Salah satu hal yang perlu dijelaskan adalah mengapa kesetaraan gender dalam berita ini diperlakukan sebagai isu ketenagakerjaan, bukan semata isu sosial atau hak perempuan. Jawabannya ada pada sifat AI itu sendiri. AI bukan hanya teknologi yang dipakai oleh perusahaan teknologi. Ia sudah menyusup ke berbagai bagian dunia kerja: rekrutmen, pembagian tugas, pengukuran kinerja, layanan pelanggan, produksi konten, hingga manajemen jadwal kerja.

Ketika AI mulai menentukan siapa yang lebih cepat direkomendasikan untuk wawancara, siapa yang dinilai produktif, siapa yang cocok dipindahkan ke posisi baru, atau tugas apa yang dianggap bisa diotomatisasi, maka dampaknya langsung menyentuh pasar kerja. Dan pasar kerja adalah arena tempat ketimpangan gender kerap beroperasi secara halus. Bukan hanya dalam soal upah, melainkan juga peluang promosi, akses pelatihan, kesinambungan karier, dan kemampuan bertahan saat struktur kerja berubah.

Di Korea Selatan, isu ini punya bobot tersendiri karena negara tersebut selama bertahun-tahun bergulat dengan kesenjangan gender di dunia kerja, meski di saat yang sama menjadi salah satu negara paling maju dalam digitalisasi. Fenomena itu tidak asing bagi banyak negara, termasuk Indonesia. Kita sering melihat kemajuan teknologi berjalan berdampingan dengan persoalan lama: perempuan lebih banyak berada di pekerjaan administratif, pekerjaan perawatan, atau sektor informal; kesempatan naik ke posisi pengambil keputusan belum merata; dan beban domestik masih memengaruhi pilihan karier.

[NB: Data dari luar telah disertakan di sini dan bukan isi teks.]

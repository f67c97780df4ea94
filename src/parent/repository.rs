//! Parent repository for database operations.

use anyhow::{Context, Result};
use sqlx::SqlitePool;
use tracing::{debug, instrument};

use super::models::Parent;

/// Repository for parent account database operations.
#[derive(Debug, Clone)]
pub struct ParentRepository {
    pool: SqlitePool,
}

impl ParentRepository {
    /// Create a new parent repository.
    pub fn new(pool: SqlitePool) -> Self {
        Self { pool }
    }

    fn generate_id() -> String {
        format!("par_{}", nanoid::nanoid!(12))
    }

    /// Insert a new parent account.
    #[instrument(skip(self, password_hash))]
    pub async fn create(
        &self,
        full_name: &str,
        email: &str,
        password_hash: &str,
        student_code: Option<&str>,
    ) -> Result<Parent> {
        let id = Self::generate_id();
        debug!("Creating parent account: {} ({})", email, id);

        sqlx::query(
            r#"
            INSERT INTO parents (id, full_name, email, password_hash, student_code)
            VALUES (?, ?, ?, ?, ?)
            "#,
        )
        .bind(&id)
        .bind(full_name)
        .bind(email)
        .bind(password_hash)
        .bind(student_code)
        .execute(&self.pool)
        .await
        .context("Failed to insert parent")?;

        self.get(&id)
            .await?
            .ok_or_else(|| anyhow::anyhow!("Parent not found after creation"))
    }

    /// Get a parent by ID.
    #[instrument(skip(self))]
    pub async fn get(&self, id: &str) -> Result<Option<Parent>> {
        let parent = sqlx::query_as::<_, Parent>(
            r#"
            SELECT id, full_name, email, password_hash, student_code, created_at, updated_at
            FROM parents
            WHERE id = ?
            "#,
        )
        .bind(id)
        .fetch_optional(&self.pool)
        .await
        .context("Failed to fetch parent")?;

        Ok(parent)
    }

    /// Get a parent by email.
    #[instrument(skip(self))]
    pub async fn get_by_email(&self, email: &str) -> Result<Option<Parent>> {
        let parent = sqlx::query_as::<_, Parent>(
            r#"
            SELECT id, full_name, email, password_hash, student_code, created_at, updated_at
            FROM parents
            WHERE email = ?
            "#,
        )
        .bind(email)
        .fetch_optional(&self.pool)
        .await
        .context("Failed to fetch parent by email")?;

        Ok(parent)
    }

    /// Check if an email is available.
    #[instrument(skip(self))]
    pub async fn is_email_available(&self, email: &str) -> Result<bool> {
        let count: (i64,) = sqlx::query_as("SELECT COUNT(*) FROM parents WHERE email = ?")
            .bind(email)
            .fetch_one(&self.pool)
            .await
            .context("Failed to check email availability")?;

        Ok(count.0 == 0)
    }
}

Dalam konteks itu, keputusan Korea Selatan menunjukkan bahwa pemerintah tidak ingin AI dipahami hanya sebagai mesin efisiensi. Ada pertanyaan sosial yang ikut menyertainya: siapa yang diuntungkan lebih dulu, siapa yang harus beradaptasi lebih keras, dan siapa yang berisiko tertinggal ketika keterampilan baru menjadi syarat masuk atau bertahan di dunia kerja.

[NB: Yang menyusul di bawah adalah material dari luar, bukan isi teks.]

//! JWT claims and account roles.

use serde::{Deserialize, Serialize};

/// Account role carried in every token.
#[derive(Debug, Clone, Copy, PartialEq, Eq, Serialize, Deserialize)]
#[serde(rename_all = "lowercase")]
pub enum Role {
    /// School administrator.
    School,
    /// Bus driver.
    Driver,
    /// Parent of one or more students.
    Parent,
}

impl std::fmt::Display for Role {
    fn fmt(&self, f: &mut std::fmt::Formatter<'_>) -> std::fmt::Result {
        match self {
            Role::School => write!(f, "school"),
            Role::Driver => write!(f, "driver"),
            Role::Parent => write!(f, "parent"),
        }
    }
}

impl std::str::FromStr for Role {
    type Err = String;

    fn from_str(s: &str) -> Result<Self, Self::Err> {
        match s.to_lowercase().as_str() {
            "school" => Ok(Role::School),
            "driver" => Ok(Role::Driver),
            "parent" => Ok(Role::Parent),
            _ => Err(format!("unknown role: {}", s)),
        }
    }
}

/// JWT claims structure.
#[derive(Debug, Clone, Serialize, Deserialize)]
pub struct Claims {
    /// Subject (account ID).
    pub sub: String,

    /// Account role.
    pub role: Role,

    /// Issued at (as Unix timestamp).
    pub iat: i64,

    /// Expiration time (as Unix timestamp).
    pub exp: i64,
}

impl Claims {
    /// Build claims for an account, valid for `ttl_secs` from now.
    pub fn new(sub: impl Into<String>, role: Role, ttl_secs: i64) -> Self {
        let now = chrono::Utc::now().timestamp();
        Self {
            sub: sub.into(),
            role,
            iat: now,
            exp: now + ttl_secs,
        }
    }
}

Ini penting karena perdebatan soal AI kerap terjebak pada dua kutub. Di satu sisi, ada narasi optimistis yang melihat AI sebagai peluang emas untuk pertumbuhan. Di sisi lain, ada kekhawatiran besar soal hilangnya pekerjaan. Yang dilakukan Korea Selatan lewat penataan ulang komite ini berada di tengah-tengah: menerima bahwa AI akan menjadi bagian dari masa depan kerja, tetapi menegaskan bahwa transisi itu harus dibaca dengan lensa keadilan. Dalam bahasa yang lebih dekat bagi pembaca Indonesia, jangan sampai teknologi baru hadir seperti pembangunan kota yang serba canggih, tetapi jalannya hanya nyaman untuk sebagian orang.

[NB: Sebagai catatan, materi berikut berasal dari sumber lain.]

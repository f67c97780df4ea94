//! WebSocket handler for relay clients.

use std::sync::Arc;

use axum::{
    extract::{
        State, WebSocketUpgrade,
        ws::{Message, WebSocket},
    },
    response::Response,
};
use futures::{SinkExt, StreamExt};
use log::{debug, info, warn};

use crate::api::AppState;

use super::hub::RelayHub;
use super::types::{
    ClientFrame, EVENT_DRIVER_LOCATION, EVENT_TRIP_END, EVENT_TRIP_START, ServerEvent, trip_status,
};

/// WebSocket upgrade handler.
///
/// GET /ws
pub async fn ws_handler(State(state): State<AppState>, ws: WebSocketUpgrade) -> Response {
    let hub = state.hub.clone();
    ws.on_upgrade(move |socket| handle_connection(socket, hub))
}

/// Drive a single relay connection until the client disconnects.
async fn handle_connection(socket: WebSocket, hub: Arc<RelayHub>) {
    let (mut sender, mut receiver) = socket.split();
    let (conn_id, mut event_rx) = hub.register();

    // Forward hub events to this client.
    let send_task = tokio::spawn(async move {
        while let Some(event) = event_rx.recv().await {
            let json = match serde_json::to_string(&event) {
                Ok(j) => j,
                Err(e) => {
                    warn!("Failed to serialize event for {}: {}", conn_id, e);
                    continue;
                }
            };
            if sender.send(Message::Text(json.into())).await.is_err() {
                break;
            }
        }
    });

    // Process incoming frames.
    while let Some(msg_result) = receiver.next().await {
        match msg_result {
            Ok(Message::Text(text)) => match serde_json::from_str::<ClientFrame>(&text) {
                Ok(frame) => handle_frame(&hub, conn_id, frame),
                Err(e) => {
                    warn!("Malformed frame from {}: {}", conn_id, e);
                }
            },
            Ok(Message::Binary(_)) => {
                debug!("Ignoring binary message from {}", conn_id);
            }
            Ok(Message::Ping(_)) | Ok(Message::Pong(_)) => {}
            Ok(Message::Close(_)) => {
                info!("Connection {} closed by client", conn_id);
                break;
            }
            Err(e) => {
                warn!("WebSocket error on {}: {}", conn_id, e);
                break;
            }
        }
    }

    send_task.abort();
    hub.unregister(conn_id);
}

/// Dispatch one client frame.
fn handle_frame(hub: &RelayHub, conn_id: super::hub::ConnectionId, frame: ClientFrame) {
    match frame.event.as_str() {
        EVENT_DRIVER_LOCATION => {
            let payload = frame.data.unwrap_or(serde_json::Value::Null);
            // The sender already knows its own position.
            hub.broadcast(ServerEvent::LocationUpdate(payload), Some(conn_id));
        }
        EVENT_TRIP_START => {
            hub.broadcast(
                ServerEvent::TripStatus(trip_status("started", frame.data)),
                None,
            );
        }
        EVENT_TRIP_END => {
            hub.broadcast(
                ServerEvent::TripStatus(trip_status("ended", frame.data)),
                None,
            );
        }
        other => {
            debug!("Ignoring unknown event '{}' from {}", other, conn_id);
        }
    }
}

AI tampak netral, tetapi dampaknya bisa tidak netral

Salah satu tantangan terbesar dalam membahas AI adalah kesan bahwa teknologi selalu objektif. Mesin dianggap dingin, berbasis data, dan karena itu bebas dari bias. Padahal kenyataannya lebih rumit. AI dibangun dari data, tujuan, dan parameter yang dibuat manusia. Ia juga bekerja di dalam organisasi yang sudah punya pola relasi kekuasaan, pembagian kerja, dan stereotip tertentu. Karena itu, hasil akhirnya bisa terlihat netral, tetapi dampaknya tetap tidak seimbang.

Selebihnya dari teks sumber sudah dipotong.